Number of all possible outcomes = its number of pages = 100

∴ Probability of getting a perfect number = \(\frac{10}{100}\) = 0.1

Question 4.

If P(E) = 0.546, what is the probability of ‘not E’ ?

Solution:

P(E) = 0.546

P(E) = 1 – P(E)

Probability of “not E” = 1 – 0.546

= 0.454

Question 5.

A box contains 3 blue and 4 red balls. What is the probability that the ball taken out randomly will be red ?

Solution:

Total number of balls in the box = 3 + 4 = 7

No. of favourable outcomes for picking a red ball = 4

∴ Probability of red ball

= \(\frac{\text { No. of favourable outcomes }}{\text { Total outcomes }}\)

∴ P(E) = \(\frac{4}{7}\)

Question 6.

A three digit number is formed by the digits 2, 3 and 5 without repetition. What is the probability that the number is divisible by 5?

Solution:

Let ‘E’ be the event of choosing a three digit number divisible by 5.

All possible three digit numbers (without repetition) 235, 253, 325, 352, 523,532.

∴ n(S) = 6.

E = {235,325}

n(E) = 2

∴ P(E) = \(\frac{2}{6}=\frac{1}{3}\)

Question 7.

In a class – room, 32 students out of 60 can take tea. Find the probability of “The tea not taken”.

Solution:

Total Number of possible outcomes = 60

No. of students doesn’t take tea (No. of favourable outcomes) = 60 – 32

= 28

Probability of students not taken tea

= \(\frac{\text { No. of favourable outcomes for not taken tea }}{\text { Total No. of possible outcomes }}\)

= \(\frac{28}{60}=\frac{7}{15}\)

Question 8.

What are equally likely events ? Give one example.

Answer:

Equally likely events :

Two events are said to be equally likely events if the probability of occurrence of those events in that experiment is equal.

Question 9.

A bag contains 5 red and 8 white balls. If a ball is drawn at random from the bag, what is the probability that it will be

i) white ball

ii) not to be white ball

Solution:

Total number of balls present in bag = 5 (red) + 8 (white) = 13

Probability for taking out a white ball

P(E) = \(\frac{\text { No.of favourable out comes }}{\text { Total no.of out comes }}\) = \(\frac{8}{13}\)

Probability for not to be a white ball = p(\(\overline{\mathrm{E}}\))

We know P(E) + p(\(\overline{\mathrm{E}}\)) = 1

⇒ p(\(\overline{\mathrm{E}}\)) = 1 – p(E) = 1 – \(\frac{8}{13}=\frac{5}{13}\)

Question 10.

There are 5 cards in a box with numbers 1 to 5 written on them. If 2 cards are picked out from the box, write all the possible outcomes and find the probability of getting both even numbers.

Solution:

Total number of possible outcomes when 2 cards are picked out from the box = 10

(1, 2), (1, 3), (1, 4), (1, 5) (2, 3), (2, 4), (2, 5) (3, 4), (3, 5), (4, 5)

∴ Number of favourable outcomes for getting both even numbers = 1, (2, 4)
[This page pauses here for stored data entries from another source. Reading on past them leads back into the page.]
//! Read-only HTTP view of the current snapshot.

use axum::{extract::State, http::StatusCode, routing::get, Json, Router};
use tower_http::cors::CorsLayer;

use crate::error::StoreError;
use crate::snapshot::{empty_document, SnapshotStore};

#[derive(Clone)]
pub struct AppState {
    store: SnapshotStore,
}

pub fn create_router(store: SnapshotStore) -> Router {
    let state = AppState { store };

    Router::new()
        .route("/health", get(|| async { "ok" }))
        .route("/disaster-data", get(disaster_data))
        .layer(CorsLayer::very_permissive())
        .with_state(state)
}

async fn disaster_data(
    State(state): State<AppState>,
) -> Result<Json<serde_json::Value>, (StatusCode, Json<serde_json::Value>)> {
    match state.store.load_document().await {
        Ok(doc) => Ok(Json(doc)),
        // Nothing persisted yet: same shape, all sources empty.
        Err(StoreError::NotFound(_)) => Ok(Json(empty_document())),
        Err(e) => {
            tracing::warn!(error = %e, "snapshot read failed");
            Err((
                StatusCode::INTERNAL_SERVER_ERROR,
                Json(serde_json::json!({ "error": "snapshot unavailable" })),
            ))
        }
    }
}
// src/ingest/mod.rs
pub mod http;
pub mod providers;
pub mod types;

use crate::ingest::types::{SourceConnector, SourceResult};
use futures::future::join_all;
use metrics::{counter, describe_counter, describe_histogram};
use once_cell::sync::OnceCell;

/// One-time metrics registration (so series show up on /metrics).
fn ensure_metrics_described() {
    static ONCE: OnceCell<()> = OnceCell::new();
    ONCE.get_or_init(|| {
        describe_counter!("ingest_records_total", "Records parsed from upstream feeds.");
        describe_counter!(
            "source_fetch_errors_total",
            "Connector fetch/parse/empty failures, by source."
        );
        describe_histogram!("ingest_parse_ms", "Connector parse time in milliseconds.");
    });
}

/// Clean a text field at the connector boundary: decode entities and collapse
/// whitespace. Upstream titles are plain text, so `<` and `>` are kept verbatim.
pub fn clean_text(s: &str) -> String {
    let decoded = html_escape::decode_html_entities(s);

    static RE_WS: OnceCell<regex::Regex> = OnceCell::new();
    let re_ws = RE_WS.get_or_init(|| regex::Regex::new(r"\s+").expect("ws regex"));
    re_ws.replace_all(&decoded, " ").trim().to_string()
}

/// Fetch every connector once, concurrently. Results come back in
/// registration order. A slow or failing connector yields its own `fetch_error`
/// and never holds up its siblings.
pub async fn fetch_all(connectors: &[Box<dyn SourceConnector>]) -> Vec<SourceResult> {
    ensure_metrics_described();

    let results = join_all(connectors.iter().map(|c| c.fetch())).await;
    for res in &results {
        if let Some(p) = &res.payload {
            counter!("ingest_records_total", "source" => res.source_id.as_str())
                .increment(p.len() as u64);
        }
    }
    results
}

#[cfg(test)]
mod tests {
    use super::*;

    #[test]
    fn clean_text_decodes_and_collapses() {
        let s = "  Red&nbsp;&nbsp;alert:\n Flood   in Area  ";
        assert_eq!(clean_text(s), "Red alert: Flood in Area");
    }

    #[test]
    fn clean_text_keeps_angle_brackets_in_plain_titles() {
        assert_eq!(
            clean_text("Rainfall < 5mm elsewhere, but disaster looms > upstream"),
            "Rainfall < 5mm elsewhere, but disaster looms > upstream"
        );
        assert_eq!(
            clean_text("Disaster: magnitude <6 quake & 'aftershocks' > expected"),
            "Disaster: magnitude <6 quake & 'aftershocks' > expected"
        );
        assert_eq!(
            clean_text("Flood &amp; landslide &lt;Red&gt; in Tonga"),
            "Flood & landslide <Red> in Tonga"
        );
    }

    #[test]
    fn clean_text_keeps_trailing_punctuation() {
        assert_eq!(clean_text("Cyclone warning!"), "Cyclone warning!");
    }
}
∴ Probability of getting both even no.s

= \(\frac{\text { Number of favourable outcomes }}{\text { Total no. of possible outcomes }}\) = \(\frac{1}{10}\)

Question 11.

Solution:

A die is thrown once. Find the probability of getting

i) an even number

ii) an odd prime number.

Solution:

When a die is thrown once total number of possible outcomes = 6

1) For an even number, favourable outcomes = 3

Probability for an even number

= \(\frac{\text { No. of favourable outcomes }}{\text { Total No. of possible outcomes }}\)
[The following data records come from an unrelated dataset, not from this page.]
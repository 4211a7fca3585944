// src/scheduler.rs
use std::sync::Arc;
use std::time::Duration;

use metrics::{counter, describe_counter, describe_gauge, gauge};
use once_cell::sync::OnceCell;
use tokio::sync::watch;
use tokio::task::JoinHandle;
use tokio::time::MissedTickBehavior;

use crate::pipeline::{Pipeline, RunReport};

pub const DEFAULT_INTERVAL: Duration = Duration::from_secs(30 * 60);

#[derive(Debug, Clone, Copy, PartialEq, Eq)]
pub enum SchedulerState {
    Idle,
    Running,
    Stopped,
}

fn ensure_metrics_described() {
    static ONCE: OnceCell<()> = OnceCell::new();
    ONCE.get_or_init(|| {
        describe_counter!("pipeline_runs_total", "Pipeline runs, by outcome.");
        describe_counter!("alerts_emitted_total", "Alert events produced by rules.");
        describe_counter!("notifications_sent_total", "Alerts delivered.");
        describe_counter!("notifications_failed_total", "Alert deliveries that failed.");
        describe_gauge!(
            "pipeline_last_run_ts",
            "Unix ts when the pipeline last completed a run."
        );
    });
}

/// Drives the pipeline: once immediately, then every `interval`. Runs never
/// overlap; a slow run delays the next tick instead of queueing extra runs.
pub struct Scheduler {
    pipeline: Arc<Pipeline>,
    interval: Duration,
}

impl Scheduler {
    pub fn new(pipeline: Arc<Pipeline>, interval: Duration) -> Self {
        Self { pipeline, interval }
    }

    /// Exactly one pipeline run. Errors are logged, never returned, so a bad
    /// run cannot stop the next one.
    pub async fn tick(&self) -> Option<RunReport> {
        ensure_metrics_described();
        match self.pipeline.run_once().await {
            Ok(report) => {
                counter!("pipeline_runs_total", "outcome" => "ok").increment(1);
                gauge!("pipeline_last_run_ts").set(report.timestamp.timestamp() as f64);
                tracing::info!(
                    target: "pipeline",
                    unavailable = ?report.unavailable,
                    alerts = report.alerts,
                    delivered = report.delivered,
                    failed = report.failed,
                    "pipeline run finished"
                );
                Some(report)
            }
            Err(e) => {
                counter!("pipeline_runs_total", "outcome" => "error").increment(1);
                tracing::error!(target: "pipeline", error = %e, "pipeline run aborted");
                None
            }
        }
    }

    /// Start the loop on the tokio runtime.
    pub fn spawn(self) -> SchedulerHandle {
        let (stop_tx, mut stop_rx) = watch::channel(false);
        let (state_tx, state_rx) = watch::channel(SchedulerState::Idle);

        let join = tokio::spawn(async move {
            let mut ticker = tokio::time::interval(self.interval);
            ticker.set_missed_tick_behavior(MissedTickBehavior::Delay);

            loop {
                tokio::select! {
                    biased;
                    _ = stop_rx.changed() => break,
                    _ = ticker.tick() => {}
                }

                state_tx.send_replace(SchedulerState::Running);
                self.tick().await;
                state_tx.send_replace(SchedulerState::Idle);

                if *stop_rx.borrow() {
                    break;
                }
            }

            state_tx.send_replace(SchedulerState::Stopped);
            tracing::info!(target: "pipeline", "scheduler stopped");
        });

        SchedulerHandle {
            stop_tx,
            state_rx,
            join,
        }
    }
}

/// Dropping the handle also stops the loop once any in-flight run finishes.
pub struct SchedulerHandle {
    stop_tx: watch::Sender<bool>,
    state_rx: watch::Receiver<SchedulerState>,
    join: JoinHandle<()>,
}

impl SchedulerHandle {
    pub fn state(&self) -> SchedulerState {
        *self.state_rx.borrow()
    }

    /// Request a stop and wait for the loop to exit. An in-flight run completes first.
    pub async fn stop(self) -> Result<(), tokio::task::JoinError> {
        let _ = self.stop_tx.send(true);
        self.join.await
    }
}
2) For an odd prime number, favourable outcomes = 2

Probability for an odd prime number = \(\frac{2}{6}=\frac{1}{3}\)

Question 12.

A box contains 100 red cards, 200 yellow cards and 50 blue cards. If a card is drawn at random from the box, then find the probability that it will be

i) a blue card, ii) not a yellow card.

Solution:

Given,

Number of red cards =100

Number of yellow cards = 200

Number of blue cards = 50

Total number of cards in a box = 100 + 200 + 50 = 350

i) Let E_{1} = Event of selecting that a card drawn is blue.

Probability (E_{1})

= \(\frac{\text { Number of favourable outcomes }}{\text { Total Number of outcomes }}\)

= \(\frac{50}{350}=\frac{1}{7}\)

ii) Let E_{2} = Event of selecting that a card drawn is not a yellow card. Probability (E_{2})

= \(\frac{\text { Number of favourable outcomes }}{\text { Total Number of outcomes }}\)

= \(\frac{150}{350}=\frac{15}{35}=\frac{3}{7}\)

Question 13.

Prepare any two problems getting Probability using dice.

Solution:

1) Find the probability of getting an even number when the dice is thrown once?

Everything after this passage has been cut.